ENHANCED [ <sup>3</sup> H]-NORADRENALINE RELEASE IN SYNAPTOSOMES FROM ETHANOL-TOLERANT ANIMALS: THE ROLE OF NERVE TERMINAL CALCIUM ION CONCENTRATIONS

Abstract

Cortical slices from brains of ethanol-tolerant rats have previously been shown to release a greater fraction of uptake [3H]-noradrenaline ([3H]-NA) on K+-depolarisation than slices from control animals. In the present experiments, when stimulated with the Ca2+ ionophore A23187 (30 microM), untreated cortical synaptosomes release only a very small fraction of uptaken [3H]-NA. Under these conditions synaptosomal preparations from ethanol-tolerant animals released a greater fraction of uptaken [3H]-NA but the difference was not significant.

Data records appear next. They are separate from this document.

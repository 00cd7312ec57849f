//! Fixtures shared by unit tests: a scriptable auth API and user builders.

use std::sync::atomic::{AtomicU64, AtomicUsize, Ordering};
use std::sync::{Arc, Mutex};
use std::time::Duration;

use crate::guard::routes::{Navigator, RouteTarget};
use crate::net::api::{ApiError, AuthApi};
use crate::net::types::{ApiResponse, LoginForm, Permission, ResetPasswordForm, Role, SignUpForm, User};
use crate::state::session::SessionStore;
use crate::util::persistence::MemoryStore;

// =========================================================================
// MockAuthApi
// =========================================================================

pub struct MockAuthApi {
    current: Mutex<Result<Option<User>, ApiError>>,
    /// Becomes the current user once `login` succeeds.
    user_after_login: Mutex<Option<User>>,
    login_result: Mutex<Result<ApiResponse, ApiError>>,
    logout_result: Mutex<Result<ApiResponse, ApiError>>,
    delay_ms: AtomicU64,
    pub current_calls: AtomicUsize,
    pub logout_calls: AtomicUsize,
    pub requests: Mutex<Vec<String>>,
}

fn ok_response() -> ApiResponse {
    ApiResponse { status: 200, body: serde_json::json!({ "title": "Success" }) }
}

impl MockAuthApi {
    pub fn new() -> Self {
        Self {
            current: Mutex::new(Ok(None)),
            user_after_login: Mutex::new(None),
            login_result: Mutex::new(Ok(ok_response())),
            logout_result: Mutex::new(Ok(ok_response())),
            delay_ms: AtomicU64::new(0),
            current_calls: AtomicUsize::new(0),
            logout_calls: AtomicUsize::new(0),
            requests: Mutex::new(Vec::new()),
        }
    }

    pub fn with_user(user: User) -> Self {
        let api = Self::new();
        api.set_current(Ok(Some(user)));
        api
    }

    pub fn set_current(&self, result: Result<Option<User>, ApiError>) {
        *self.current.lock().unwrap() = result;
    }

    pub fn set_user_after_login(&self, user: User) {
        *self.user_after_login.lock().unwrap() = Some(user);
    }

    pub fn set_login_result(&self, result: Result<ApiResponse, ApiError>) {
        *self.login_result.lock().unwrap() = result;
    }

    pub fn set_logout_result(&self, result: Result<ApiResponse, ApiError>) {
        *self.logout_result.lock().unwrap() = result;
    }

    /// Delay every current-user response.
    pub fn set_delay(&self, delay: Duration) {
        self.delay_ms
            .store(u64::try_from(delay.as_millis()).unwrap(), Ordering::SeqCst);
    }

    pub fn current_calls(&self) -> usize {
        self.current_calls.load(Ordering::SeqCst)
    }

    pub fn requests(&self) -> Vec<String> {
        self.requests.lock().unwrap().clone()
    }

    fn record(&self, request: String) {
        self.requests.lock().unwrap().push(request);
    }
}

#[async_trait::async_trait]
impl AuthApi for MockAuthApi {
    async fn login(&self, form: &LoginForm) -> Result<ApiResponse, ApiError> {
        self.record(format!("login:{}", form.email));
        let result = self.login_result.lock().unwrap().clone();
        if result.is_ok() {
            if let Some(user) = self.user_after_login.lock().unwrap().clone() {
                self.set_current(Ok(Some(user)));
            }
        }
        result
    }

    async fn sign_up(&self, form: &SignUpForm, invitation_id: Option<i64>) -> Result<ApiResponse, ApiError> {
        self.record(format!("signup:{}:{invitation_id:?}", form.email));
        Ok(ok_response())
    }

    async fn resend_confirmation_email(&self, email: Option<&str>) -> Result<ApiResponse, ApiError> {
        self.record(format!("resend:{email:?}"));
        Ok(ok_response())
    }

    async fn request_password_reset(&self, email: Option<&str>) -> Result<ApiResponse, ApiError> {
        self.record(format!("request-reset:{email:?}"));
        Ok(ok_response())
    }

    async fn reset_password(&self, form: &ResetPasswordForm) -> Result<ApiResponse, ApiError> {
        self.record(format!("reset:{}", form.token));
        Ok(ok_response())
    }

    async fn current_user(&self) -> Result<Option<User>, ApiError> {
        self.current_calls.fetch_add(1, Ordering::SeqCst);
        let delay = self.delay_ms.load(Ordering::SeqCst);
        if delay > 0 {
            tokio::time::sleep(Duration::from_millis(delay)).await;
        }
        self.current.lock().unwrap().clone()
    }

    async fn logout(&self) -> Result<ApiResponse, ApiError> {
        self.logout_calls.fetch_add(1, Ordering::SeqCst);
        self.record("logout".to_owned());
        let result = self.logout_result.lock().unwrap().clone();
        if result.is_ok() {
            self.set_current(Ok(None));
        }
        result
    }
}

// =========================================================================
// RecordingNavigator
// =========================================================================

#[derive(Default)]
pub struct RecordingNavigator {
    pub pushed: Mutex<Vec<RouteTarget>>,
}

impl RecordingNavigator {
    pub fn pushed(&self) -> Vec<RouteTarget> {
        self.pushed.lock().unwrap().clone()
    }
}

impl Navigator for RecordingNavigator {
    fn push(&self, target: RouteTarget) {
        self.pushed.lock().unwrap().push(target);
    }
}

// =========================================================================
// Fixtures
// =========================================================================

/// A user whose role lists `perms`.
pub fn user_with(role: &str, perms: &[&str]) -> User {
    User {
        id: 7,
        email: "ada@example.com".into(),
        display_name: "Ada".into(),
        email_confirmed: true,
        role: Some(Role {
            id: 1,
            name: role.into(),
            is_default: role == "member",
            description: None,
            permissions: perms
                .iter()
                .zip(1..)
                .map(|(name, id)| Permission { id, name: (*name).into(), description: String::new() })
                .collect(),
        }),
    }
}

pub fn member(perms: &[&str]) -> User {
    user_with("member", perms)
}

pub fn network_down() -> ApiError {
    ApiError::Request("connection refused".into())
}

/// Everything a session test wants to poke at.
pub struct Harness {
    pub api: Arc<MockAuthApi>,
    pub durable: Arc<MemoryStore>,
    pub transient: Arc<MemoryStore>,
    pub navigator: Arc<RecordingNavigator>,
    pub session: SessionStore,
}

impl Harness {
    pub fn new(api: MockAuthApi) -> Self {
        Self::with_durable(api, MemoryStore::new())
    }

    /// Build over pre-seeded durable storage, as after a reload.
    pub fn with_durable(api: MockAuthApi, durable: MemoryStore) -> Self {
        let api = Arc::new(api);
        let durable = Arc::new(durable);
        let transient = Arc::new(MemoryStore::new());
        let navigator = Arc::new(RecordingNavigator::default());
        let session = SessionStore::builder(api.clone())
            .durable(durable.clone())
            .transient(transient.clone())
            .navigator(navigator.clone())
            .build();
        Self { api, durable, transient, navigator, session }
    }

    /// Invariant: an unauthenticated session never carries a user.
    pub fn assert_invariant(&self) {
        if !self.session.is_authenticated() {
            assert!(self.session.user().is_none(), "unauthenticated session carries a user");
        }
        if self.session.is_initialized() {
            assert!(self.session.is_authenticated(), "initialized session is not authenticated");
        }
    }
}
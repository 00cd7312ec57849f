//! Transition pipeline: resolve, guard, follow redirects, commit.
//!
//! SYSTEM CONTEXT
//! ==============
//! This is the only caller of [`NavigationGuard::before_each`]. A transition
//! reaches [`History`] only after the guard allows it; redirects are resolved
//! through the route table by name and re-enter the pipeline.
//!
//! TRADE-OFFS
//! ==========
//! Guards that redirect to each other would loop forever, so the pipeline
//! gives up after [`MAX_REDIRECTS`] hops and commits nothing.

#[cfg(test)]
#[path = "router_test.rs"]
mod router_test;

use std::sync::{Arc, Mutex, PoisonError};

use crate::guard::navigation::{GuardDecision, NavigationGuard, NavigationRequest};
use crate::guard::routes::{Location, Navigator, RouteError, RouteTable, RouteTarget};

/// Redirects followed for one navigation before giving up.
pub const MAX_REDIRECTS: usize = 8;

#[derive(Debug, Clone, PartialEq, Eq, thiserror::Error)]
pub enum RouterError {
    #[error(transparent)]
    Route(#[from] RouteError),
    #[error("no route matches {0}")]
    NoMatch(String),
    #[error("navigation to {from} still redirecting after {hops} hops")]
    RedirectLoop { from: String, hops: usize },
}

// =============================================================================
// HISTORY
// =============================================================================

#[derive(Debug, Default)]
struct HistoryState {
    entries: Vec<Location>,
    /// Pushed by the session store, not yet run through the pipeline.
    pending: Vec<RouteTarget>,
}

/// Committed locations, newest last. Cloning shares the same history.
#[derive(Debug, Clone, Default)]
pub struct History {
    state: Arc<Mutex<HistoryState>>,
}

impl History {
    #[must_use]
    pub fn new() -> Self {
        Self::default()
    }

    #[must_use]
    pub fn current(&self) -> Option<Location> {
        self.lock().entries.last().cloned()
    }

    #[must_use]
    pub fn entries(&self) -> Vec<Location> {
        self.lock().entries.clone()
    }

    /// Drain navigation requests pushed since the last call.
    #[must_use]
    pub fn take_pending(&self) -> Vec<RouteTarget> {
        std::mem::take(&mut self.lock().pending)
    }

    fn commit(&self, location: Location) {
        self.lock().entries.push(location);
    }

    fn lock(&self) -> std::sync::MutexGuard<'_, HistoryState> {
        self.state.lock().unwrap_or_else(PoisonError::into_inner)
    }
}

impl Navigator for History {
    fn push(&self, target: RouteTarget) {
        tracing::debug!(route = %target.name, "navigation requested");
        self.lock().pending.push(target);
    }
}

// =============================================================================
// ROUTER
// =============================================================================

/// A committed transition.
#[derive(Debug, Clone, PartialEq, Eq)]
pub struct Navigation {
    pub location: Location,
    pub name: Option<String>,
    pub title: Option<String>,
    /// Guard redirects taken on the way, in order.
    pub redirects: Vec<RouteTarget>,
}

#[derive(Clone)]
pub struct Router {
    table: RouteTable,
    guard: NavigationGuard,
    history: History,
}

impl Router {
    #[must_use]
    pub fn new(table: RouteTable, guard: NavigationGuard, history: History) -> Self {
        Self { table, guard, history }
    }

    #[must_use]
    pub fn table(&self) -> &RouteTable {
        &self.table
    }

    #[must_use]
    pub fn guard(&self) -> &NavigationGuard {
        &self.guard
    }

    #[must_use]
    pub fn history(&self) -> &History {
        &self.history
    }

    /// Navigate to `full_path`, following guard redirects.
    ///
    /// # Errors
    ///
    /// Returns [`RouterError::NoMatch`] when nothing matches,
    /// [`RouterError::Route`] when a redirect names an unknown or dynamic
    /// route, and [`RouterError::RedirectLoop`] after [`MAX_REDIRECTS`]
    /// redirects. Nothing is committed on error.
    pub async fn navigate(&self, full_path: &str) -> Result<Navigation, RouterError> {
        let mut target = full_path.to_owned();
        let mut redirects = Vec::new();

        loop {
            let resolved = self
                .table
                .resolve(&target)?
                .ok_or_else(|| RouterError::NoMatch(target.clone()))?;

            match self.guard.before_each(&NavigationRequest::from(&resolved)).await {
                GuardDecision::Proceed => {
                    self.history.commit(resolved.location.clone());
                    tracing::info!(path = %resolved.location.full_path(), hops = redirects.len(), "navigation committed");
                    return Ok(Navigation {
                        location: resolved.location,
                        name: resolved.name,
                        title: resolved.meta.title,
                        redirects,
                    });
                }
                GuardDecision::Redirect(to) => {
                    if redirects.len() == MAX_REDIRECTS {
                        tracing::warn!(from = full_path, "redirect limit reached");
                        return Err(RouterError::RedirectLoop { from: full_path.to_owned(), hops: MAX_REDIRECTS });
                    }
                    target = self.table.href(&to.name, &to.query)?.full_path();
                    redirects.push(to);
                }
            }
        }
    }

    /// Run navigations pushed by the session store (e.g. after logout).
    /// Returns the last one committed.
    ///
    /// # Errors
    ///
    /// Stops at the first navigation that fails.
    pub async fn follow_pending(&self) -> Result<Option<Navigation>, RouterError> {
        let mut last = None;
        for target in self.history.take_pending() {
            let path = self.table.href(&target.name, &target.query)?.full_path();
            last = Some(self.navigate(&path).await?);
        }
        Ok(last)
    }
}
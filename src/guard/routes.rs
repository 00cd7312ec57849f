//! Route table and per-route access metadata.
//!
//! DESIGN
//! ======
//! Routes nest. A request path resolves to the chain of records from the root
//! to the matched leaf, and the guard reads the chain's *aggregated*
//! metadata: flags are OR-ed, permission lists are concatenated root-first.
//! A child never overrides what its ancestors require, it only adds.
//!
//! Matching is first-match in declaration order, so catch-all records belong
//! at the end of their list.

#[cfg(test)]
#[path = "routes_test.rs"]
mod routes_test;

use std::collections::BTreeMap;
use std::sync::LazyLock;

use reqwest::Url;

pub const DASHBOARD_ROUTE: &str = "dashboard";
pub const LOGIN_ROUTE: &str = "login";
pub const NOT_FOUND_ROUTE: &str = "NotFound";
/// Query key carrying the originally requested path through sign-in.
pub const REDIRECT_QUERY_KEY: &str = "redirect";

const URL_BASE: &str = "http://app.invalid/";

#[derive(Debug, Clone, PartialEq, Eq, thiserror::Error)]
pub enum RouteError {
    #[error("invalid path: {0}")]
    InvalidPath(String),
    #[error("no route named {0}")]
    UnknownRoute(String),
    #[error("route {0} has dynamic segments and cannot be linked by name alone")]
    DynamicRoute(String),
}

// =============================================================================
// METADATA
// =============================================================================

/// Access policy and display hints declared on one route record.
#[derive(Debug, Clone, Default, PartialEq, Eq)]
pub struct RouteMeta {
    pub title: Option<String>,
    pub requires_auth: bool,
    pub guest_only: bool,
    /// Reserved for email-confirmation gating. The guard ignores it.
    pub email_confirmed: bool,
    pub hide_navigation: bool,
    /// Allow if the user has ANY of these.
    pub perms_any: Vec<String>,
    /// Allow only if the user has ALL of these.
    pub perms_all: Vec<String>,
}

impl RouteMeta {
    #[must_use]
    pub fn new() -> Self {
        Self::default()
    }

    #[must_use]
    pub fn title(mut self, title: &str) -> Self {
        self.title = Some(title.to_owned());
        self
    }

    #[must_use]
    pub fn requires_auth(mut self) -> Self {
        self.requires_auth = true;
        self
    }

    #[must_use]
    pub fn guest_only(mut self) -> Self {
        self.guest_only = true;
        self
    }

    #[must_use]
    pub fn email_confirmed(mut self) -> Self {
        self.email_confirmed = true;
        self
    }

    #[must_use]
    pub fn hide_navigation(mut self) -> Self {
        self.hide_navigation = true;
        self
    }

    #[must_use]
    pub fn perms_any(mut self, perms: &[&str]) -> Self {
        self.perms_any.extend(perms.iter().map(|p| (*p).to_owned()));
        self
    }

    #[must_use]
    pub fn perms_all(mut self, perms: &[&str]) -> Self {
        self.perms_all.extend(perms.iter().map(|p| (*p).to_owned()));
        self
    }
}

/// Metadata folded over a matched chain.
#[derive(Debug, Clone, Default, PartialEq, Eq)]
pub struct EffectiveMeta {
    pub requires_auth: bool,
    pub guest_only: bool,
    pub email_confirmed: bool,
    pub hide_navigation: bool,
    pub perms_any: Vec<String>,
    pub perms_all: Vec<String>,
    /// Title of the deepest record that declares one.
    pub title: Option<String>,
}

impl EffectiveMeta {
    /// Fold metadata root-first.
    pub fn aggregate<'a>(chain: impl IntoIterator<Item = &'a RouteMeta>) -> Self {
        chain.into_iter().fold(Self::default(), |mut acc, meta| {
            acc.requires_auth |= meta.requires_auth;
            acc.guest_only |= meta.guest_only;
            acc.email_confirmed |= meta.email_confirmed;
            acc.hide_navigation |= meta.hide_navigation;
            acc.perms_any.extend(meta.perms_any.iter().cloned());
            acc.perms_all.extend(meta.perms_all.iter().cloned());
            if meta.title.is_some() {
                acc.title.clone_from(&meta.title);
            }
            acc
        })
    }
}

// =============================================================================
// LOCATION
// =============================================================================

/// A concrete path plus decoded query pairs.
#[derive(Debug, Clone, Default, PartialEq, Eq)]
pub struct Location {
    pub path: String,
    pub query: Vec<(String, String)>,
    pub hash: Option<String>,
}

impl Location {
    /// Parse `"/a/b?x=1#frag"`.
    ///
    /// # Errors
    ///
    /// Returns [`RouteError::InvalidPath`] when the string cannot be read as a
    /// relative URL.
    pub fn parse(full_path: &str) -> Result<Self, RouteError> {
        let url = base_url()?
            .join(full_path)
            .map_err(|e| RouteError::InvalidPath(format!("{full_path}: {e}")))?;
        Ok(Self {
            path: url.path().to_owned(),
            query: url.query_pairs().map(|(k, v)| (k.into_owned(), v.into_owned())).collect(),
            hash: url.fragment().map(str::to_owned),
        })
    }

    /// Path with encoded query and fragment, e.g. `/login?redirect=%2Fadmin`.
    #[must_use]
    pub fn full_path(&self) -> String {
        let Ok(mut url) = base_url() else {
            return self.path.clone();
        };
        url.set_path(&self.path);
        if !self.query.is_empty() {
            url.query_pairs_mut().extend_pairs(self.query.iter());
        }
        url.set_fragment(self.hash.as_deref());

        let mut out = url.path().to_owned();
        if let Some(q) = url.query() {
            out.push('?');
            out.push_str(q);
        }
        if let Some(h) = url.fragment() {
            out.push('#');
            out.push_str(h);
        }
        out
    }

    /// First value for `key` in the query.
    #[must_use]
    pub fn query_value(&self, key: &str) -> Option<&str> {
        self.query.iter().find(|(k, _)| k == key).map(|(_, v)| v.as_str())
    }
}

/// A named route plus query, as produced by guard redirects.
#[derive(Debug, Clone, PartialEq, Eq)]
pub struct RouteTarget {
    pub name: String,
    pub query: Vec<(String, String)>,
}

impl RouteTarget {
    #[must_use]
    pub fn named(name: &str) -> Self {
        Self { name: name.to_owned(), query: Vec::new() }
    }

    #[must_use]
    pub fn with_query(mut self, key: &str, value: &str) -> Self {
        self.query.push((key.to_owned(), value.to_owned()));
        self
    }

    #[must_use]
    pub fn query_value(&self, key: &str) -> Option<&str> {
        self.query.iter().find(|(k, _)| k == key).map(|(_, v)| v.as_str())
    }
}

/// Sink for programmatic navigation requested outside a guard, such as the
/// sign-in redirect after logout.
pub trait Navigator: Send + Sync {
    fn push(&self, target: RouteTarget);
}

/// Throwaway origin that lets `Url` parse and encode bare paths.
fn base_url() -> Result<Url, RouteError> {
    static BASE: LazyLock<Result<Url, String>> = LazyLock::new(|| Url::parse(URL_BASE).map_err(|e| e.to_string()));
    BASE.clone()
        .map_err(|e| RouteError::InvalidPath(format!("{URL_BASE}: {e}")))
}

// =============================================================================
// ROUTE RECORDS
// =============================================================================

#[derive(Debug, Clone, PartialEq, Eq)]
pub struct RouteRecord {
    pub name: Option<String>,
    /// Pattern relative to the parent: static segments, `:param`, and a
    /// trailing catch-all `:param(.*)*`.
    pub path: String,
    pub meta: RouteMeta,
    pub children: Vec<RouteRecord>,
}

impl RouteRecord {
    #[must_use]
    pub fn new(path: &str) -> Self {
        Self { name: None, path: path.to_owned(), meta: RouteMeta::default(), children: Vec::new() }
    }

    #[must_use]
    pub fn name(mut self, name: &str) -> Self {
        self.name = Some(name.to_owned());
        self
    }

    #[must_use]
    pub fn meta(mut self, meta: RouteMeta) -> Self {
        self.meta = meta;
        self
    }

    #[must_use]
    pub fn children(mut self, children: Vec<RouteRecord>) -> Self {
        self.children = children;
        self
    }
}

#[derive(Debug, Clone, PartialEq, Eq)]
enum Segment<'a> {
    Static(&'a str),
    Param(&'a str),
    CatchAll(&'a str),
}

fn pattern_segments(pattern: &str) -> Vec<Segment<'_>> {
    pattern
        .split('/')
        .filter(|s| !s.is_empty())
        .map(|s| match s.strip_prefix(':') {
            Some(rest) => match rest.find('(') {
                Some(idx) => Segment::CatchAll(&rest[..idx]),
                None => Segment::Param(rest),
            },
            None => Segment::Static(s),
        })
        .collect()
}

/// Result of resolving a path against the table.
#[derive(Debug, Clone, PartialEq, Eq)]
pub struct ResolvedRoute {
    /// Name of the leaf record, if it has one.
    pub name: Option<String>,
    pub location: Location,
    pub params: BTreeMap<String, String>,
    /// Metadata of every matched record, root first.
    pub chain: Vec<RouteMeta>,
    pub meta: EffectiveMeta,
}

#[derive(Debug, Clone, PartialEq, Eq)]
pub struct RouteTable {
    routes: Vec<RouteRecord>,
}

impl Default for RouteTable {
    fn default() -> Self {
        Self::new(default_routes())
    }
}

impl RouteTable {
    #[must_use]
    pub fn new(routes: Vec<RouteRecord>) -> Self {
        Self { routes }
    }

    #[must_use]
    pub fn routes(&self) -> &[RouteRecord] {
        &self.routes
    }

    /// Resolve a full path (path, query, fragment) to its matched chain.
    ///
    /// Returns `Ok(None)` if nothing matches and the table has no catch-all.
    ///
    /// # Errors
    ///
    /// Returns [`RouteError::InvalidPath`] for unparseable input.
    pub fn resolve(&self, full_path: &str) -> Result<Option<ResolvedRoute>, RouteError> {
        let location = Location::parse(full_path)?;
        let segments: Vec<&str> = location.path.split('/').filter(|s| !s.is_empty()).collect();

        let Some(matched) = match_records(&self.routes, &segments) else {
            return Ok(None);
        };
        let chain: Vec<RouteMeta> = matched.records.iter().map(|r| r.meta.clone()).collect();
        let meta = EffectiveMeta::aggregate(&chain);
        let name = matched.records.last().and_then(|r| r.name.clone());
        Ok(Some(ResolvedRoute { name, location, params: matched.params, chain, meta }))
    }

    /// Build a location for a named, fully static route.
    ///
    /// # Errors
    ///
    /// Returns [`RouteError::UnknownRoute`] if no record has `name`, or
    /// [`RouteError::DynamicRoute`] if its pattern needs params.
    pub fn href(&self, name: &str, query: &[(String, String)]) -> Result<Location, RouteError> {
        let mut trail = Vec::new();
        if !find_named(&self.routes, name, &mut trail) {
            return Err(RouteError::UnknownRoute(name.to_owned()));
        }

        let mut parts = Vec::new();
        for record in trail {
            for seg in pattern_segments(&record.path) {
                match seg {
                    Segment::Static(s) => parts.push(s),
                    Segment::Param(_) | Segment::CatchAll(_) => {
                        return Err(RouteError::DynamicRoute(name.to_owned()));
                    }
                }
            }
        }

        Ok(Location { path: format!("/{}", parts.join("/")), query: query.to_vec(), hash: None })
    }
}

struct Matched<'r> {
    records: Vec<&'r RouteRecord>,
    params: BTreeMap<String, String>,
}

fn match_records<'r>(records: &'r [RouteRecord], segments: &[&str]) -> Option<Matched<'r>> {
    records.iter().find_map(|record| match_record(record, segments))
}

fn match_record<'r>(record: &'r RouteRecord, segments: &[&str]) -> Option<Matched<'r>> {
    let mut params = BTreeMap::new();
    let mut rest = segments;

    for seg in pattern_segments(&record.path) {
        match seg {
            Segment::Static(s) => {
                let (head, tail) = rest.split_first()?;
                if *head != s {
                    return None;
                }
                rest = tail;
            }
            Segment::Param(name) => {
                let (head, tail) = rest.split_first()?;
                params.insert(name.to_owned(), (*head).to_owned());
                rest = tail;
            }
            Segment::CatchAll(name) => {
                params.insert(name.to_owned(), rest.join("/"));
                rest = &[];
            }
        }
    }

    if let Some(mut child) = match_records(&record.children, rest) {
        child.records.insert(0, record);
        params.append(&mut child.params);
        return Some(Matched { records: child.records, params });
    }

    rest.is_empty().then(|| Matched { records: vec![record], params })
}

fn find_named<'r>(records: &'r [RouteRecord], name: &str, trail: &mut Vec<&'r RouteRecord>) -> bool {
    for record in records {
        trail.push(record);
        if record.name.as_deref() == Some(name) || find_named(&record.children, name, trail) {
            return true;
        }
        trail.pop();
    }
    false
}

/// The application's route table.
#[must_use]
pub fn default_routes() -> Vec<RouteRecord> {
    vec![
        RouteRecord::new("/")
            .name(DASHBOARD_ROUTE)
            .meta(RouteMeta::new().title("Dash").requires_auth()),
        RouteRecord::new("/login")
            .name(LOGIN_ROUTE)
            .meta(RouteMeta::new().title("Login").guest_only().hide_navigation()),
        RouteRecord::new("/:pathMatch(.*)*")
            .name(NOT_FOUND_ROUTE)
            .meta(RouteMeta::new().title("404")),
    ]
}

However, after incubation with ouabain (100 microM, to increase intrasynaptosomal [Ca2+]) A23187 now produced a much greater enhancement of [3H]-NA release in preparations from ethanol-tolerant rats. Further, after superfusion of the synaptosomal preparation with 1mM EGTA and A23187 for 30 min (a procedure which should reduce intrasynaptosomal [Ca2+]) the reintroduction of Ca2+ to the superfusing fluid caused a marked release of [3H]-NA which was also significantly greater in preparations from ethanol-tolerant animals. Ca2+/Mg2+-ATPase activity was also higher in these synaptosomes but no difference could be detected in the release of [3H]-NA from a combined synaptic vesicle: synaptic plasma membrane preparation. The results suggest that the development of ethanol tolerance is associated with a fundamental change in the dynamic control of Ca2+ concentrations within the nerve terminal which potentiates the depolarisation-induced release of neurotransmitters.